60.  In this connection, it should be noted that at no stage has it been alleged that the applicant company or its employees or agents were in any way responsible for the recording or that its journalists transgressed the criminal law when obtaining or broadcasting it. In so far as the circumstances in which the recording was made are concerned, it is also to be noted that there has never been any investigation into the matter at the domestic level. This may appear surprising, given that the recording concerned a telephone conversation between two high-ranking government officials and because a suspicion that the recording had been made through the abuse of official power could not a priori be excluded.

61.  It should further be noted that it has not been established before the domestic courts that the recording contained any untrue or distorted information or that the information and ideas expressed in connection with it by the applicant company's journalist occasioned as such any particular harm to the plaintiff's personal integrity and reputation. As to the latter, it cannot be overlooked that after the impugned broadcast the plaintiff was elected as a judge in the Constitutional Court (see paragraph 15 above) and that his reputation does not seem to have been tarnished.

62.  The Court further observes that the applicant company was penalised mainly for the mere fact of having broadcast information which someone else had obtained illegally. The Court is however not convinced that the mere fact that the recording had been obtained by a third person, contrary to law, can deprive the applicant company of the protection of Article 10 of the Convention.

It follows that the reasons invoked for the interference in issue are too narrow and thus insufficient.

63.  The Court finally observes that there is no indication that the journalists from the applicant company acted in bad faith or that they pursued any purpose other than reporting on matters which they felt obliged to make available to the public (see paragraph 17 above).

64.  For the above reasons, it cannot be concluded that by broadcasting the telephone conversation in question the applicant company interfered with the reputation and rights of Mr D. in a manner justifying the sanction imposed on it. The interference with its right to impart information therefore neither corresponded to a pressing social need, nor was it proportionate to the legitimate aim pursued. It thus was not “necessary in a democratic society”.

65.  It follows that there has been a violation of Article 10 of the Convention.

II.  APPLICATION OF ARTICLE 41 OF THE CONVENTION

66.  Article 41 of the Convention provides:

“If the Court finds that there has been a violation of the Convention or the Protocols thereto, and if the internal law of the High Contracting Party concerned allows only partial reparation to be made, the Court shall, if necessary, afford just satisfaction to the injured party.”

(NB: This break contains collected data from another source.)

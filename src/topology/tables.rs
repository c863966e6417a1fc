//! Configuration-table and hardware-topology views
//!
//! The classifier and connector never touch the configuration database or the
//! hardware layer directly; they work against these two traits. Production
//! wires them to the real services, tests and standalone mode use the
//! in-memory versions in [`crate::sim`].

use crate::error::Result;
use crate::topology::types::{
    DriveLocation, EdgeState, LogicalDriveId, PhysicalDriveId, PhysicalDriveInfo, SerialNumber,
};
use async_trait::async_trait;
use serde::{Deserialize, Serialize};

// =============================================================================
// Logical Drive Records
// =============================================================================

/// How a logical drive is consumed on the configuration side
#[derive(Debug, Clone, Copy, PartialEq, Eq, Serialize, Deserialize)]
pub enum DriveConfigType {
    /// Not yet claimed by any consumer
    Unconsumed,
    /// Member of one or more RAID groups
    Raid,
}

/// One logical drive row from the configuration tables
#[derive(Debug, Clone, PartialEq, Eq, Serialize, Deserialize)]
pub struct LogicalDriveRecord {
    pub id: LogicalDriveId,
    pub serial: SerialNumber,
    pub config_type: DriveConfigType,
    /// Slot the record was created against; used for boot-path validation
    pub location: DriveLocation,
    /// Exported capacity in blocks
    pub capacity: u64,
}

// =============================================================================
// Configuration Snapshot
// =============================================================================

/// Read-side view of the configuration tables.
///
/// Lookups are synchronous; implementations hold the tables in memory and the
/// classifier runs entirely against a consistent snapshot.
pub trait ConfigSnapshot: Send + Sync {
    /// Find the logical drive record whose stamped serial matches
    fn lookup_by_serial(&self, serial: &SerialNumber) -> Option<LogicalDriveRecord>;

    /// Find a logical drive record by id
    fn lookup_by_id(&self, id: LogicalDriveId) -> Option<LogicalDriveRecord>;

    /// True if any RAID group consumes this logical drive
    fn is_consumed_by_raid_group(&self, id: LogicalDriveId) -> bool;

    /// Number of logical drive records currently in the tables
    fn drive_record_count(&self) -> usize;
}

// =============================================================================
// Drive Topology
// =============================================================================

/// Hardware-layer view: physical drive inquiry, edges, and drive control.
#[async_trait]
pub trait DriveTopology: Send + Sync {
    /// Fetch the identity and characteristics of a physical drive
    async fn drive_info(&self, id: PhysicalDriveId) -> Result<PhysicalDriveInfo>;

    /// Find the present physical drive with this serial, if any
    async fn find_by_serial(&self, serial: &SerialNumber) -> Result<Option<PhysicalDriveId>>;

    /// State of the downstream edge of a logical drive
    async fn edge_state(&self, id: LogicalDriveId) -> Result<EdgeState>;

    /// Attach the downstream edge between a logical and a physical drive
    async fn attach_edge(
        &self,
        logical: LogicalDriveId,
        physical: PhysicalDriveId,
        capacity: u64,
    ) -> Result<()>;

    /// Fail a physical drive locally (unsupported or incompatible hardware)
    async fn fail_drive(&self, id: PhysicalDriveId, reason: &str) -> Result<()>;

    /// Mark a drive logically offline without failing the hardware
    async fn set_logically_offline(&self, id: PhysicalDriveId, offline: bool) -> Result<()>;

    /// Enumerate every physical drive currently in the ready state
    async fn list_ready_drives(&self) -> Result<Vec<PhysicalDriveId>>;
}
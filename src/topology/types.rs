//! Core Topology Types
//!
//! Identifiers, locations and drive descriptors shared by every component of
//! the reconciliation engine. Physical drives are what the hardware layer
//! reports; logical drives are the array's configuration-side abstraction,
//! bound to exactly one physical drive through a downstream edge.

use serde::{Deserialize, Serialize};
use std::fmt;

// =============================================================================
// Identifiers
// =============================================================================

/// Identifier of a physical drive object at the hardware layer
#[derive(Debug, Clone, Copy, PartialEq, Eq, PartialOrd, Ord, Hash, Serialize, Deserialize)]
pub struct PhysicalDriveId(pub u32);

impl fmt::Display for PhysicalDriveId {
    fn fmt(&self, f: &mut fmt::Formatter<'_>) -> fmt::Result {
        write!(f, "pdo:0x{:x}", self.0)
    }
}

/// Identifier of a logical drive record in the configuration tables
#[derive(Debug, Clone, Copy, PartialEq, Eq, PartialOrd, Ord, Hash, Serialize, Deserialize)]
pub struct LogicalDriveId(pub u32);

impl fmt::Display for LogicalDriveId {
    fn fmt(&self, f: &mut fmt::Formatter<'_>) -> fmt::Result {
        write!(f, "lvd:0x{:x}", self.0)
    }
}

/// Drive serial number as reported by inquiry
#[derive(Debug, Clone, PartialEq, Eq, PartialOrd, Ord, Hash, Serialize, Deserialize)]
pub struct SerialNumber(pub String);

impl SerialNumber {
    pub fn new(s: impl Into<String>) -> Self {
        Self(s.into())
    }

    pub fn as_str(&self) -> &str {
        &self.0
    }
}

impl fmt::Display for SerialNumber {
    fn fmt(&self, f: &mut fmt::Formatter<'_>) -> fmt::Result {
        write!(f, "{}", self.0)
    }
}

impl From<&str> for SerialNumber {
    fn from(s: &str) -> Self {
        Self(s.to_string())
    }
}

// =============================================================================
// Location
// =============================================================================

/// Physical location of a drive slot
#[derive(Debug, Clone, Copy, PartialEq, Eq, Hash, Serialize, Deserialize)]
pub struct DriveLocation {
    pub bus: u32,
    pub enclosure: u32,
    pub slot: u32,
}

impl DriveLocation {
    pub fn new(bus: u32, enclosure: u32, slot: u32) -> Self {
        Self {
            bus,
            enclosure,
            slot,
        }
    }

    /// True if this location falls inside the reserved system-slot range
    pub fn is_system_slot(&self, system_slot_count: u32) -> bool {
        self.bus == 0 && self.enclosure == 0 && self.slot < system_slot_count
    }
}

impl fmt::Display for DriveLocation {
    fn fmt(&self, f: &mut fmt::Formatter<'_>) -> fmt::Result {
        write!(f, "{}_{}_{}", self.bus, self.enclosure, self.slot)
    }
}

// =============================================================================
// Lifecycle & Process Flags
// =============================================================================

/// Lifecycle state of a physical drive as reported by the hardware layer
#[derive(Debug, Clone, Copy, PartialEq, Eq, Serialize, Deserialize)]
pub enum LifecycleState {
    /// The drive object exists but is still initializing; not yet actionable
    Specializing,
    /// The drive is fully up and can be classified and connected
    Ready,
}

/// Processing flags carried on a discover item, OR-merged across duplicate
/// notifications for the same drive.
#[derive(Debug, Clone, Copy, Default, PartialEq, Eq, Serialize, Deserialize)]
pub struct ProcessFlags(u8);

impl ProcessFlags {
    pub const NORMAL: ProcessFlags = ProcessFlags(0);
    pub const FORCE_ONLINE: ProcessFlags = ProcessFlags(1);

    /// OR another flag set into this one
    pub fn merge(&mut self, other: ProcessFlags) {
        self.0 |= other.0;
    }

    /// Operator override: bring the drive online despite a placement anomaly
    pub fn force_online(&self) -> bool {
        self.0 & Self::FORCE_ONLINE.0 != 0
    }
}

// =============================================================================
// Drive Characteristics
// =============================================================================

/// Block geometry exported by the drive
#[derive(Debug, Clone, Copy, PartialEq, Eq, Serialize, Deserialize)]
pub enum BlockGeometry {
    /// 512-byte native sectors
    Native512,
    /// 4K native sectors
    Native4k,
}

/// Performance class of a drive, ordered slowest to fastest. Used to gate
/// whether a replacement drive may back a system logical drive.
#[derive(Debug, Clone, Copy, PartialEq, Eq, PartialOrd, Ord, Serialize, Deserialize)]
pub enum DriveClass {
    NearLine,
    Sas10k,
    Sas15k,
    Flash,
}

/// Link speed negotiated by the drive
#[derive(Debug, Clone, Copy, PartialEq, Eq, PartialOrd, Ord, Serialize, Deserialize)]
pub enum LinkSpeed {
    Speed6G,
    Speed12G,
}

// =============================================================================
// Physical Drive Info
// =============================================================================

/// Snapshot of a physical drive's identity and characteristics, fetched from
/// the hardware layer when a discover item is processed.
#[derive(Debug, Clone, PartialEq, Eq, Serialize, Deserialize)]
pub struct PhysicalDriveInfo {
    pub id: PhysicalDriveId,
    pub location: DriveLocation,
    pub serial: SerialNumber,
    /// Exported capacity in blocks
    pub capacity: u64,
    pub block_geometry: BlockGeometry,
    pub drive_class: DriveClass,
    pub link_speed: LinkSpeed,
    /// Drive is undergoing firmware maintenance and must not be connected
    pub maintenance_mode: bool,
}

/// State of the downstream edge between a logical and a physical drive
#[derive(Debug, Clone, Copy, PartialEq, Eq, Serialize, Deserialize)]
pub enum EdgeState {
    /// No edge exists
    Detached,
    /// Edge exists and the path is usable
    Enabled,
    /// Edge exists but the path is down
    Disabled,
}

// =============================================================================
// System Descriptor
// =============================================================================

/// The array's own identity: its chassis seed and the serial numbers of the
/// drives that last legitimately occupied the system slots, indexed by slot.
#[derive(Debug, Clone, Default, Serialize, Deserialize)]
pub struct SystemDescriptor {
    /// World-wide-name seed identifying this array
    pub array_wwn_seed: u64,
    /// Serial of the drive owning each system slot, indexed by slot number
    pub system_serials: Vec<SerialNumber>,
}

impl SystemDescriptor {
    pub fn new(array_wwn_seed: u64, system_serials: Vec<SerialNumber>) -> Self {
        Self {
            array_wwn_seed,
            system_serials,
        }
    }

    /// True if the serial belongs to one of this array's system drives
    pub fn is_system_serial(&self, serial: &SerialNumber) -> bool {
        self.system_serials.iter().any(|s| s == serial)
    }

    /// The system slot this serial originally occupied, if any
    pub fn original_slot_for(&self, serial: &SerialNumber) -> Option<u32> {
        self.system_serials
            .iter()
            .position(|s| s == serial)
            .map(|i| i as u32)
    }
}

67.  The applicant company did not submit a claim for just satisfaction. Accordingly, the Court considers that there is no call to award any sum on that account.

FOR THESE REASONS, THE COURT UNANIMOUSLY

Holds that there has been a violation of Article 10 of the Convention.

Done in English, and notified in writing on 19 December 2006, pursuant to Rule 77 §§ 2 and 3 of the Rules of Court.

T.L. Early Nicolas Bratza 
 Registrar President

1 SKK 100,000 is equivalent to approximately 2,600 euros (EUR).